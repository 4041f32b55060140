use alloc_counter::no_alloc;
use std::ffi::{c_int, c_void};
use std::io;
use std::mem;
use std::os::fd::{FromRawFd, OwnedFd};

/// Get the topmost valid stack pointer inside a segment of stack memory.
#[cfg_attr(debug_assertions, no_alloc)]
pub unsafe fn get_topmost_stack_pointer(stack: &mut [u8]) -> *mut c_void {
    let top_addr = stack.as_mut_ptr().add(stack.len()) as *mut c_void;

    // Align downwards, multiple of 16.
    let top_addr = top_addr as usize & !0xf;

    top_addr as *mut c_void
}

/// Create a pipe, returning `(read_end, write_end)`. `flags` are passed to `pipe2(2)`.
pub fn pipe(flags: c_int) -> io::Result<(OwnedFd, OwnedFd)> {
    let mut fds = [0; 2];
    let 0.. = (unsafe { libc::pipe2(fds.as_mut_ptr(), flags) }) else {
        return Err(io::Error::last_os_error());
    };
    let [rx, tx] = fds;
    Ok(unsafe { (OwnedFd::from_raw_fd(rx), OwnedFd::from_raw_fd(tx)) })
}

/// Send a value, interpretable as bytes, to a file descriptor in a single write.
#[cfg_attr(debug_assertions, no_alloc)]
pub unsafe fn fd_send<T: Copy>(fd: c_int, value: T) -> io::Result<()> {
    let size = mem::size_of::<T>();

    loop {
        let result = libc::write(fd, (&value) as *const T as *const c_void, size);
        if result == -1 {
            let err = io::Error::last_os_error();
            if err.kind() == io::ErrorKind::Interrupted {
                continue;
            }
            return Err(err);
        }
        if (result as usize) != size {
            return Err(io::ErrorKind::WriteZero.into());
        }
        return Ok(());
    }
}

/// Receive a value, interpretable as bytes, from a file descriptor in a single read.
#[cfg_attr(debug_assertions, no_alloc)]
pub unsafe fn fd_recv<T: Copy>(fd: c_int) -> io::Result<T> {
    let size = mem::size_of::<T>();

    let mut output_slot = mem::MaybeUninit::<T>::uninit();
    loop {
        let result = libc::read(fd, output_slot.as_mut_ptr().cast(), size);

        if result == -1 {
            let err = io::Error::last_os_error();
            if err.kind() == io::ErrorKind::Interrupted {
                continue;
            }
            return Err(err);
        }

        // EOF, or a short read: either way there's no value for us.
        if (result as usize) != size {
            return Err(io::ErrorKind::UnexpectedEof.into());
        }

        return Ok(output_slot.assume_init());
    }
}

#[derive(Debug, Clone, Copy, PartialEq, Eq)]
pub enum ExitStatus {
    Code(c_int),
    Signal(c_int),
}

impl ExitStatus {
    pub fn from_wait_status(wait_status: c_int) -> io::Result<ExitStatus> {
        if libc::WIFEXITED(wait_status) {
            return Ok(ExitStatus::Code(libc::WEXITSTATUS(wait_status)));
        }
        if libc::WIFSIGNALED(wait_status) {
            return Ok(ExitStatus::Signal(libc::WTERMSIG(wait_status)));
        }

        Err(io::Error::new(
            io::ErrorKind::InvalidData,
            "invalid wait status",
        ))
    }

    /// The status as a shell would report it: the exit code, or 128 plus the signal number.
    pub fn code(&self) -> c_int {
        match *self {
            ExitStatus::Code(code) => code,
            ExitStatus::Signal(sig) => 128 + sig,
        }
    }
}

/// Block until `pid` terminates, retrying when interrupted by a signal.
pub fn waitpid(pid: c_int) -> io::Result<ExitStatus> {
    let mut status: c_int = 0;
    loop {
        let 0.. = (unsafe { libc::waitpid(pid, &mut status as *mut c_int, 0) }) else {
            let err = io::Error::last_os_error();
            if err.kind() == io::ErrorKind::Interrupted {
                continue;
            }
            return Err(err);
        };
        return ExitStatus::from_wait_status(status);
    }
}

*PROBLEM TO SOLVE:*
All of the data shown above should be printed exactly as given.

*SOLUTION:*
repository 4041f32b55060140
use alloc_counter::no_alloc;
use std::ffi::{c_int, c_void};
use std::io;
use std::mem;
use std::os::fd::{FromRawFd, OwnedFd};

/// Get the topmost valid stack pointer inside a segment of stack memory.
#[cfg_attr(debug_assertions, no_alloc)]
pub unsafe fn get_topmost_stack_pointer(stack: &mut [u8]) -> *mut c_void {
    let top_addr = stack.as_mut_ptr().add(stack.len()) as *mut c_void;

    // Align downwards, multiple of 16.
    let top_addr = top_addr as usize & !0xf;

    top_addr as *mut c_void
}

/// Create a pipe, returning `(read_end, write_end)`. `flags` are passed to `pipe2(2)`.
pub fn pipe(flags: c_int) -> io::Result<(OwnedFd, OwnedFd)> {
    let mut fds = [0; 2];
    let 0.. = (unsafe { libc::pipe2(fds.as_mut_ptr(), flags) }) else {
        return Err(io::Error::last_os_error());
    };
    let [rx, tx] = fds;
    Ok(unsafe { (OwnedFd::from_raw_fd(rx), OwnedFd::from_raw_fd(tx)) })
}

/// Send a value, interpretable as bytes, to a file descriptor in a single write.
#[cfg_attr(debug_assertions, no_alloc)]
pub unsafe fn fd_send<T: Copy>(fd: c_int, value: T) -> io::Result<()> {
    let size = mem::size_of::<T>();

    loop {
        let result = libc::write(fd, (&value) as *const T as *const c_void, size);
        if result == -1 {
            let err = io::Error::last_os_error();
            if err.kind() == io::ErrorKind::Interrupted {
                continue;
            }
            return Err(err);
        }
        if (result as usize) != size {
            return Err(io::ErrorKind::WriteZero.into());
        }
        return Ok(());
    }
}

/// Receive a value, interpretable as bytes, from a file descriptor in a single read.
#[cfg_attr(debug_assertions, no_alloc)]
pub unsafe fn fd_recv<T: Copy>(fd: c_int) -> io::Result<T> {
    let size = mem::size_of::<T>();

    let mut output_slot = mem::MaybeUninit::<T>::uninit();
    loop {
        let result = libc::read(fd, output_slot.as_mut_ptr().cast(), size);

        if result == -1 {
            let err = io::Error::last_os_error();
            if err.kind() == io::ErrorKind::Interrupted {
                continue;
            }
            return Err(err);
        }

        // EOF, or a short read: either way there's no value for us.
        if (result as usize) != size {
            return Err(io::ErrorKind::UnexpectedEof.into());
        }

        return Ok(output_slot.assume_init());
    }
}

#[derive(Debug, Clone, Copy, PartialEq, Eq)]
pub enum ExitStatus {
    Code(c_int),
    Signal(c_int),
}

impl ExitStatus {
    pub fn from_wait_status(wait_status: c_int) -> io::Result<ExitStatus> {
        if libc::WIFEXITED(wait_status) {
            return Ok(ExitStatus::Code(libc::WEXITSTATUS(wait_status)));
        }
        if libc::WIFSIGNALED(wait_status) {
            return Ok(ExitStatus::Signal(libc::WTERMSIG(wait_status)));
        }

        Err(io::Error::new(
            io::ErrorKind::InvalidData,
            "invalid wait status",
        ))
    }

    /// The status as a shell would report it: the exit code, or 128 plus the signal number.
    pub fn code(&self) -> c_int {
        match *self {
            ExitStatus::Code(code) => code,
            ExitStatus::Signal(sig) => 128 + sig,
        }
    }
}

/// Block until `pid` terminates, retrying when interrupted by a signal.
pub fn waitpid(pid: c_int) -> io::Result<ExitStatus> {
    let mut status: c_int = 0;
    loop {
        let 0.. = (unsafe { libc::waitpid(pid, &mut status as *mut c_int, 0) }) else {
            let err = io::Error::last_os_error();
            if err.kind() == io::ErrorKind::Interrupted {
                continue;
            }
            return Err(err);
        };
        return ExitStatus::from_wait_status(status);
    }
}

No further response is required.